** What is required **
Your answer should consist of every line from the records that holds the string "keeps".

** Data under study **

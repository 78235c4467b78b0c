//! Abstract index store contract.
//!
//! The real inverted-index engine (posting lists, document data,
//! on-disk format) is an external collaborator. The indexing core
//! only relies on the narrow contract defined here: an exclusive
//! open/close/write-session discipline, per-document term insertion,
//! purge of entries whose source is gone, sorted vocabulary
//! streaming, and synonym-family bookkeeping for the expansion
//! builder.
//!
//! At most one write session may be open process-wide at a time;
//! that invariant is enforced by the orchestrator, not here.

pub mod mem;

pub use mem::MemStore;

use crate::core::error::Result;
use crate::core::types::{Backend, DocInfo, Term};

/// Session mode for [`IndexStore::open`].
#[derive(Debug, Clone, Copy, PartialEq, Eq)]
pub enum OpenMode {
    /// Truncate and rebuild from scratch
    Truncate,
    /// Incremental update
    Update,
    ReadOnly,
}

/// Synonym family holding per-language stemming expansions.
pub const FAM_STEM: &str = "stem";
/// Stemming expansions computed over unaccented input, kept only for
/// raw (case/diacritics preserving) indexes.
pub const FAM_STEM_UNAC: &str = "stemunac";
/// The single diacritics/case folding family shared by all
/// languages.
pub const FAM_DIACASE: &str = "dica";

/// Wrap a field-specific term (title, author, ...) so it stays out
/// of the free-text namespace.
pub fn wrap_field_term(field: &str, term: &str) -> String {
    format!(":{}:{}", field.to_ascii_uppercase(), term)
}

/// True for internal/prefixed field terms, which vocabulary
/// consumers must skip.
pub fn is_field_term(term: &str) -> bool {
    term.starts_with(':')
}

/// The abstract key/term store the indexing core writes into.
pub trait IndexStore: Send {
    /// Open a session. Opening an already-open store is an error.
    fn open(&mut self, mode: OpenMode) -> Result<()>;

    /// Close the current session, persisting whatever the backend
    /// persists. Failure aborts the indexing pass.
    fn close(&mut self) -> Result<()>;

    fn is_open(&self) -> bool;

    /// Total number of documents known to the index.
    fn doc_count(&self) -> usize;

    /// Up-to-date check for one document, by signature.
    ///
    /// Returns `false` when the stored signature matches and the
    /// document can be skipped; the document is then marked as
    /// existing so a later [`IndexStore::purge`] keeps it. A
    /// document recorded as failed keeps reporting "up to date"
    /// until `retry_failed` forces it through again.
    fn need_update(&mut self, udi: &str, sig: &str, retry_failed: bool) -> bool;

    /// Insert or replace one document and its terms.
    fn add_or_update(&mut self, info: DocInfo, terms: Vec<Term>) -> Result<()>;

    /// Record a document whose extraction failed, so unchanged
    /// failed files are not retried on every pass.
    fn note_failed(&mut self, udi: &str, sig: &str) -> Result<()>;

    /// Remove one document. Returns whether it existed.
    fn delete_document(&mut self, udi: &str) -> Result<bool>;

    /// Which sub-indexer owns the given document, if known.
    fn doc_backend(&self, udi: &str) -> Option<Backend>;

    /// Remove every entry not seen since the session opened, i.e.
    /// whose source no longer exists. Returns the number purged.
    fn purge(&mut self) -> Result<usize>;

    /// Stream the vocabulary in sorted order: return up to `limit`
    /// terms strictly greater than `cursor` (or from the start when
    /// `cursor` is `None`). Memory stays bounded regardless of
    /// vocabulary size.
    fn terms_from(&self, cursor: Option<&str>, limit: usize) -> Vec<String>;

    /// The store's judgment of whether a term looks like a natural
    /// language word worth stemming or spell-checking.
    fn is_spelling_candidate(&self, term: &str) -> bool {
        let nchars = term.chars().count();
        if nchars < 2 || term.len() >= 50 || is_field_term(term) {
            return false;
        }
        !term
            .chars()
            .any(|c| c.is_ascii_digit() || matches!(c, '*' | '?' | '[' | ']'))
    }

    /// Create or empty one synonym family member.
    fn recreate_member(&mut self, family: &str, member: &str) -> Result<()>;

    /// Drop one synonym family member entirely.
    fn delete_member(&mut self, family: &str, member: &str) -> Result<()>;

    /// Enumerate the members of a family (e.g. the languages with a
    /// stem database).
    fn family_members(&self, family: &str) -> Vec<String>;

    /// Add one expansion edge `key -> value` to a family member.
    fn add_synonym(&mut self, family: &str, member: &str, key: &str, value: &str) -> Result<()>;

    /// Look up the expansion edges registered under `key`, sorted.
    fn synonyms(&self, family: &str, member: &str, key: &str) -> Vec<String>;
}

#[cfg(test)]
mod tests {
    use super::*;

    struct Dummy;
    impl IndexStore for Dummy {
        fn open(&mut self, _mode: OpenMode) -> Result<()> {
            Ok(())
        }
        fn close(&mut self) -> Result<()> {
            Ok(())
        }
        fn is_open(&self) -> bool {
            false
        }
        fn doc_count(&self) -> usize {
            0
        }
        fn need_update(&mut self, _udi: &str, _sig: &str, _retry: bool) -> bool {
            true
        }
        fn add_or_update(&mut self, _info: DocInfo, _terms: Vec<Term>) -> Result<()> {
            Ok(())
        }
        fn note_failed(&mut self, _udi: &str, _sig: &str) -> Result<()> {
            Ok(())
        }
        fn delete_document(&mut self, _udi: &str) -> Result<bool> {
            Ok(false)
        }
        fn doc_backend(&self, _udi: &str) -> Option<Backend> {
            None
        }
        fn purge(&mut self) -> Result<usize> {
            Ok(0)
        }
        fn terms_from(&self, _cursor: Option<&str>, _limit: usize) -> Vec<String> {
            Vec::new()
        }
        fn recreate_member(&mut self, _f: &str, _m: &str) -> Result<()> {
            Ok(())
        }
        fn delete_member(&mut self, _f: &str, _m: &str) -> Result<()> {
            Ok(())
        }
        fn family_members(&self, _f: &str) -> Vec<String> {
            Vec::new()
        }
        fn add_synonym(&mut self, _f: &str, _m: &str, _k: &str, _v: &str) -> Result<()> {
            Ok(())
        }
        fn synonyms(&self, _f: &str, _m: &str, _k: &str) -> Vec<String> {
            Vec::new()
        }
    }

    #[test]
    fn test_field_term_wrapping() {
        let t = wrap_field_term("title", "report");
        assert_eq!(t, ":TITLE:report");
        assert!(is_field_term(&t));
        assert!(!is_field_term("report"));
    }

    #[test]
    fn test_spelling_candidate_default() {
        let store = Dummy;
        assert!(store.is_spelling_candidate("hello"));
        assert!(store.is_spelling_candidate("déjà"));
        assert!(!store.is_spelling_candidate("a"));
        assert!(!store.is_spelling_candidate("x86"));
        assert!(!store.is_spelling_candidate(":TITLE:report"));
        assert!(!store.is_spelling_candidate(&"y".repeat(60)));
        assert!(!store.is_spelling_candidate("wild*card"));
    }
}
// FIFO ordering and backpressure under real threads

use ferret::core::queue::WorkQueue;
use parking_lot::Mutex;
use std::sync::atomic::{AtomicUsize, Ordering};
use std::sync::Arc;
use std::time::Duration;

#[test]
fn test_fifo_across_producer_and_consumer_threads() {
    let queue = Arc::new(WorkQueue::new("fifo-threads", 4));
    let seen: Arc<Mutex<Vec<usize>>> = Arc::new(Mutex::new(Vec::new()));

    let sink = Arc::clone(&seen);
    // single worker: global FIFO must be preserved exactly
    assert!(queue.start(1, move |task: usize| {
        sink.lock().push(task);
        true
    }));

    let producer_queue = Arc::clone(&queue);
    let producer = std::thread::spawn(move || {
        for i in 0..200 {
            assert!(producer_queue.put(i));
        }
    });
    producer.join().unwrap();
    queue.shutdown();

    let order = seen.lock();
    assert_eq!(*order, (0..200).collect::<Vec<_>>());
}

#[test]
fn test_backpressure_blocks_fast_producer() {
    let queue = Arc::new(WorkQueue::new("slow-consumer", 2));
    let processed = Arc::new(AtomicUsize::new(0));

    let counter = Arc::clone(&processed);
    assert!(queue.start(1, move |_task: usize| {
        std::thread::sleep(Duration::from_millis(10));
        counter.fetch_add(1, Ordering::SeqCst);
        true
    }));

    // far more puts than capacity: every one must land eventually,
    // with put() blocking as the only flow control
    for i in 0..30 {
        assert!(queue.put(i));
        assert!(queue.pending() <= 2);
    }
    queue.shutdown();
    assert_eq!(processed.load(Ordering::SeqCst), 30);
}

#[test]
fn test_terminate_wakes_blocked_producer() {
    let queue: Arc<WorkQueue<usize>> = Arc::new(WorkQueue::new("wake", 1));
    assert!(queue.put(0));

    let blocked = Arc::clone(&queue);
    let producer = std::thread::spawn(move || blocked.put(1));

    std::thread::sleep(Duration::from_millis(50));
    queue.terminate();
    // the blocked put returns failure instead of hanging forever
    assert!(!producer.join().unwrap());
}

#[test]
fn test_multiple_workers_process_all_tasks_once() {
    let queue = Arc::new(WorkQueue::new("pool", 8));
    let hits = Arc::new(Mutex::new(vec![0u8; 500]));

    let sink = Arc::clone(&hits);
    assert!(queue.start(4, move |task: usize| {
        sink.lock()[task] += 1;
        true
    }));

    for i in 0..500 {
        assert!(queue.put(i));
    }
    queue.shutdown();

    assert!(hits.lock().iter().all(|&n| n == 1));
}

** Output of the task **
    /// existing so a later [`IndexStore::purge`] keeps it. A
    /// document recorded as failed keeps reporting "up to date"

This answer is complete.